▸ **WORK TO COMPLETE**
Exactly the lines from the top of the records below through the one containing "fn zeroed(len: usize)" must be set down, with no line added or dropped.
======== DATASET ========
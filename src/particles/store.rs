//! Double-buffered Structure-of-Arrays particle storage.
//!
//! Position and velocity exist twice: stages read the "current" bank
//! and write the "next" bank, and an explicit `swap_buffers` flips the
//! two in O(1). All other per-particle state is single-buffered.
//!
//! The particle population is fixed at construction. Pumps teleport
//! particles; nothing creates or destroys them mid-run.

use glam::Vec3;

use crate::constants::alignment::PARTICLE_ALIGNMENT;
use crate::error::{SimError, SimResult};
use crate::gravity::GravityDir;

/// Index-identified particle handle.
#[derive(Debug, Clone, Copy, PartialEq, Eq, Hash)]
pub struct ParticleId(pub u32);

impl ParticleId {
    #[inline]
    pub fn index(self) -> usize {
        self.0 as usize
    }
}

/// One bank of xyz component arrays.
#[derive(Debug, Clone)]
pub struct Soa3 {
    pub x: Vec<f32>,
    pub y: Vec<f32>,
    pub z: Vec<f32>,
}

impl Soa3 {
    fn zeroed(len: usize) -> Self {
        Self { x: vec![0.0; len], y: vec![0.0; len], z: vec![0.0; len] }
    }

    #[inline]
    pub fn get(&self, i: usize) -> Vec3 {
        Vec3::new(self.x[i], self.y[i], self.z[i])
    }

    #[inline]
    pub fn set(&mut self, i: usize, v: Vec3) {
        self.x[i] = v.x;
        self.y[i] = v.y;
        self.z[i] = v.z;
    }
}

/// Flat `(x, y, z, glow)` entry handed to the renderer.
#[repr(C)]
#[derive(Debug, Clone, Copy, PartialEq, bytemuck::Pod, bytemuck::Zeroable)]
pub struct ParticleVertex {
    pub position: [f32; 3],
    pub glow: f32,
}

/// Mutable views for the diffuse/move stage: read the current bank,
/// write the next one.
pub struct MoveViews<'a> {
    pub pos_cur: &'a Soa3,
    pub vel_cur: &'a Soa3,
    pub pos_next: &'a mut Soa3,
    pub vel_next: &'a mut Soa3,
    pub glow: &'a mut [f32],
    pub radius: &'a [f32],
    pub gravity: &'a [GravityDir],
}

/// Views for the acceleration stage, which integrates velocity in
/// place in the current bank (it is that bank's licensed writer).
pub struct AccelViews<'a> {
    pub pos: &'a Soa3,
    pub vel: &'a mut Soa3,
    pub density: &'a [f32],
    pub near_density: &'a [f32],
    pub gravity: &'a [GravityDir],
}

pub struct ParticleStore {
    count: usize,
    cur: usize,
    position: [Soa3; 2],
    velocity: [Soa3; 2],
    pub radius: Vec<f32>,
    pub gravity: Vec<GravityDir>,
    pub pending_gravity: Vec<GravityDir>,
    pub glow: Vec<f32>,
    pub density: Vec<f32>,
    pub near_density: Vec<f32>,
}

impl ParticleStore {
    /// Allocates `ceil(initial.len() + extra, alignment)` slots; only
    /// the first `initial.len()` are live. The live count itself must
    /// already be aligned (the caller rounds) so worker slices never
    /// straddle a cache line.
    pub fn new(initial: &[Vec3], extra: usize, default_radius: f32) -> SimResult<Self> {
        let count = initial.len();
        if count % PARTICLE_ALIGNMENT != 0 {
            return Err(SimError::MisalignedParticleCount {
                count,
                alignment: PARTICLE_ALIGNMENT,
            });
        }
        let capacity = (count + extra).div_ceil(PARTICLE_ALIGNMENT) * PARTICLE_ALIGNMENT;

        let mut bank = Soa3::zeroed(capacity);
        for (i, p) in initial.iter().enumerate() {
            bank.set(i, *p);
        }
        // both banks start from the initial positions so the first tick
        // reads valid state whichever bank is current
        let position = [bank.clone(), bank];

        Ok(Self {
            count,
            cur: 0,
            position,
            velocity: [Soa3::zeroed(capacity), Soa3::zeroed(capacity)],
            radius: vec![default_radius; capacity],
            gravity: vec![GravityDir::default(); capacity],
            pending_gravity: vec![GravityDir::default(); capacity],
            glow: vec![0.0; capacity],
            density: vec![1.0; capacity],
            near_density: vec![1.0; capacity],
        })
    }

    #[inline]
    pub fn len(&self) -> usize {
        self.count
    }

    #[inline]
    pub fn is_empty(&self) -> bool {
        self.count == 0
    }

    #[inline]
    pub fn capacity(&self) -> usize {
        self.radius.len()
    }

    /// Current-bank position. Valid for every index below `len()`.
    #[inline]
    pub fn position(&self, i: usize) -> Vec3 {
        self.position[self.cur].get(i)
    }

    /// Current-bank velocity.
    #[inline]
    pub fn velocity(&self, i: usize) -> Vec3 {
        self.velocity[self.cur].get(i)
    }

    #[inline]
    pub fn positions(&self) -> &Soa3 {
        &self.position[self.cur]
    }

    #[inline]
    pub fn velocities(&self) -> &Soa3 {
        &self.velocity[self.cur]
    }

    pub fn set_next_position(&mut self, i: usize, v: Vec3) {
        let next = self.cur ^ 1;
        self.position[next].set(i, v);
    }

    pub fn set_next_velocity(&mut self, i: usize, v: Vec3) {
        let next = self.cur ^ 1;
        self.velocity[next].set(i, v);
    }

    /// O(1) bank flip. Distinct from the tick so callers control when
    /// integration results (and committed gravity) become visible.
    pub fn swap_buffers(&mut self) {
        self.cur ^= 1;
    }

    /// O(n) flat output production for draw submission.
    pub fn copy_to_output(&self, out: &mut Vec<ParticleVertex>) {
        out.clear();
        out.reserve(self.count);
        let pos = &self.position[self.cur];
        for i in 0..self.count {
            out.push(ParticleVertex {
                position: [pos.x[i], pos.y[i], pos.z[i]],
                glow: self.glow[i],
            });
        }
    }

    pub fn density_views(&mut self) -> (&mut [f32], &mut [f32]) {
        (&mut self.density, &mut self.near_density)
    }

    pub fn accel_views(&mut self) -> AccelViews<'_> {
        let cur = self.cur;
        AccelViews {
            pos: &self.position[cur],
            vel: &mut self.velocity[cur],
            density: &self.density,
            near_density: &self.near_density,
            gravity: &self.gravity,
        }
    }

    pub fn move_views(&mut self) -> MoveViews<'_> {
        let cur = self.cur;
        let (p0, p1) = self.position.split_at_mut(1);
        let (pos_cur, pos_next) = if cur == 0 {
            (&p0[0], &mut p1[0])
        } else {
            (&p1[0], &mut p0[0])
        };
        let (v0, v1) = self.velocity.split_at_mut(1);
        let (vel_cur, vel_next) = if cur == 0 {
            (&v0[0], &mut v1[0])
        } else {
            (&v1[0], &mut v0[0])
        };
        MoveViews {
            pos_cur,
            vel_cur,
            pos_next,
            vel_next,
            glow: &mut self.glow,
            radius: &self.radius,
            gravity: &self.gravity,
        }
    }
}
========
▸ **SOLUTION BELOW**
filename src/particles/store.rs
//! Double-buffered Structure-of-Arrays particle storage.
//!
//! Position and velocity exist twice: stages read the "current" bank
//! and write the "next" bank, and an explicit `swap_buffers` flips the
//! two in O(1). All other per-particle state is single-buffered.
//!
//! The particle population is fixed at construction. Pumps teleport
//! particles; nothing creates or destroys them mid-run.

use glam::Vec3;

use crate::constants::alignment::PARTICLE_ALIGNMENT;
use crate::error::{SimError, SimResult};
use crate::gravity::GravityDir;

/// Index-identified particle handle.
#[derive(Debug, Clone, Copy, PartialEq, Eq, Hash)]
pub struct ParticleId(pub u32);

impl ParticleId {
    #[inline]
    pub fn index(self) -> usize {
        self.0 as usize
    }
}

/// One bank of xyz component arrays.
#[derive(Debug, Clone)]
pub struct Soa3 {
    pub x: Vec<f32>,
    pub y: Vec<f32>,
    pub z: Vec<f32>,
}

impl Soa3 {
    fn zeroed(len: usize) -> Self {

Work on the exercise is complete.